- **Exercise aim**:
Below are some records. Say in a single number how many of their lines include the word "connected".

- **Data section**:
/// Configuration for the ThrombPipeline, allowing for tunable behavior.
///
/// The defaults reproduce the reference behavior: 4-connected regions,
/// 8-neighborhood boundaries, 4-connected cleaning of regions below 2 pixels.
#[derive(Debug, Clone, PartialEq, Serialize, Deserialize)]
#[serde(default)]
pub struct PipelineConfig {
    /// Absolute epsilon for the core/bright classification.
    pub tolerance: f64,
    /// Adjacency that forms components, globally and inside sub-masks.
    pub labeling_connectivity: Connectivity,
    /// Neighborhood inspected for boundary membership.
    pub boundary_connectivity: Connectivity,
    /// Adjacency used to measure regions when cleaning sub-masks.
    pub cleaning_connectivity: Connectivity,
    /// Minimum pixel count of a bright/dark sub-region.
    pub min_sub_region_size: usize,
    /// Value given to cells of a component's box that belong to something else.
    pub sub_mask_background: bool,
    /// Seed for the label color table used by renderers.
    pub color_seed: u64,
}

impl Default for PipelineConfig {
    fn default() -> Self {
        Self {
            tolerance: DEFAULT_TOLERANCE,
            labeling_connectivity: Connectivity::Four,
            boundary_connectivity: Connectivity::Eight,
            cleaning_connectivity: Connectivity::Four,
            min_sub_region_size: DEFAULT_MIN_SUB_REGION_SIZE,
            sub_mask_background: false,
            color_seed: DEFAULT_COLOR_SEED,
        }
    }
}

impl PipelineConfig {
    /// Loads a configuration from a JSON file. Missing fields take their defaults.
    pub fn from_json_file(path: &Path) -> Result<Self> {
        let text = std::fs::read_to_string(path).map_err(|source| AnalysisError::ConfigIo {
            path: path.to_path_buf(),
            source,
        })?;
        let config: Self =
            serde_json::from_str(&text).map_err(|source| AnalysisError::ConfigParse {
                path: path.to_path_buf(),
                source,
            })?;
        config.validate()?;
        Ok(config)
    }

    pub fn validate(&self) -> Result<()> {
        if !self.tolerance.is_finite() || self.tolerance < 0.0 {
            return Err(AnalysisError::invalid_config("tolerance", self.tolerance));
        }
        if self.min_sub_region_size == 0 {
            return Err(AnalysisError::invalid_config(
                "min_sub_region_size",
                self.min_sub_region_size,
            ));
        }
        Ok(())
    }

    fn sub_region_settings(&self) -> SubRegionSettings {
        SubRegionSettings {
            background_value: self.sub_mask_background,
            min_region_size: self.min_sub_region_size,
            cleaning: self.cleaning_connectivity,
            labeling: self.labeling_connectivity,
        }
    }
}

/// The frozen result of analyzing one scan.
#[derive(Debug, Clone, PartialEq)]
pub struct Report {
    pub width: usize,
    pub height: usize,
    /// Foreground mask produced by the thresholder.
    pub foreground: Mask,
    pub label_map: LabelMap,
    pub boundary_mask: Mask,
    /// One entry per component, `components[i].id.index() == i`.
    pub components: Vec<Component>,
}

impl Report {
    /// Number of components N.
    pub fn num_components(&self) -> usize {
        self.components.len()
    }

    pub fn foreground_pixels(&self) -> usize {
        self.foreground.count_true()
    }

    pub fn component(&self, id: ComponentId) -> Option<&Component> {
        self.components.get(id.index())
    }

    pub fn bounding_boxes(&self) -> impl Iterator<Item = (ComponentId, &BoundingBox)> {
        self.components.iter().map(|c| (c.id, &c.bounding_box))
    }

    pub fn statistics(&self) -> StatisticsTable {
        StatisticsTable::from_components(&self.components)
    }
}

/// The main, top-level struct for the analysis engine.
#[derive(Debug, Clone)]
pub struct ThrombPipeline {
    config: PipelineConfig,
}

impl ThrombPipeline {
    pub fn new(config: PipelineConfig) -> Result<Self> {
        config.validate()?;
        Ok(Self { config })
    }

    pub fn config(&self) -> &PipelineConfig {
        &self.config
    }

    /// Runs every pass over `grid`, discarding the intermediate sub-masks.
    pub fn analyze(&self, grid: &IntensityGrid) -> Result<Report> {
        self.analyze_with_sink(grid, &mut DiscardSubMasks)
    }

    /// Runs every pass over `grid`, handing each bright/dark sub-mask to `sink`
    /// before it is cleaned.
    pub fn analyze_with_sink(
        &self,
        grid: &IntensityGrid,
        sink: &mut dyn SubMaskSink,
    ) -> Result<Report> {
        // Stage 1: Foreground
        let foreground = threshold_above_minimum(grid);

        // Stage 2: Global Labeling
        let labeling =
            component_labeler::label_components(&foreground, self.config.labeling_connectivity);
        info!("Found {} components.", labeling.num_labels);

        // Stage 3: Bounding Boxes and Core/Tail Split
        let max_intensity = MaxIntensity::of_grid(grid, self.config.tolerance);
        let descriptors = build_descriptors(
            grid,
            &labeling.label_map,
            labeling.num_labels,
            max_intensity,
        )?;

        // Stage 4: Boundaries
        let boundaries = boundary_detector::detect_boundaries(
            &labeling.label_map,
            labeling.num_labels,
            self.config.boundary_connectivity,
        )?;

        // Stage 5: Bright/Dark Sub-Regions
        let classifier = SubRegionClassifier::new(
            grid,
            &labeling.label_map,
            max_intensity,
            self.config.sub_region_settings(),
        )?;

        // Stage 6: Assembly
        let mut components = Vec::with_capacity(labeling.num_labels);
        for (index, descriptor) in descriptors.iter().enumerate() {
            let id = ComponentId::from_index(index);
            let counts = classifier.classify(id, &descriptor.bounding_box, sink)?;
            let component = Component {
                id,
                bounding_box: descriptor.bounding_box,
                core_pixels: descriptor.core_pixels,
                tail_pixels: descriptor.tail_pixels,
                boundary_pixels: boundaries.boundary_pixels[index],
                bright_components: counts.bright_components,
                dark_components: counts.dark_components,
            };
            debug!(
                "component {id}: box {:?}, core {}, tail {}, boundary {}, bright {}, dark {}",
                component.bounding_box,
                component.core_pixels,
                component.tail_pixels,
                component.boundary_pixels,
                component.bright_components,
                component.dark_components
            );
            components.push(component);
        }

        let label_map = labeling.label_map;
        Ok(Report {
            width: grid.width(),
            height: grid.height(),
            foreground,
            label_map,
            boundary_mask: boundaries.mask,
            components,
        })
    }
}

- **Written response**:
2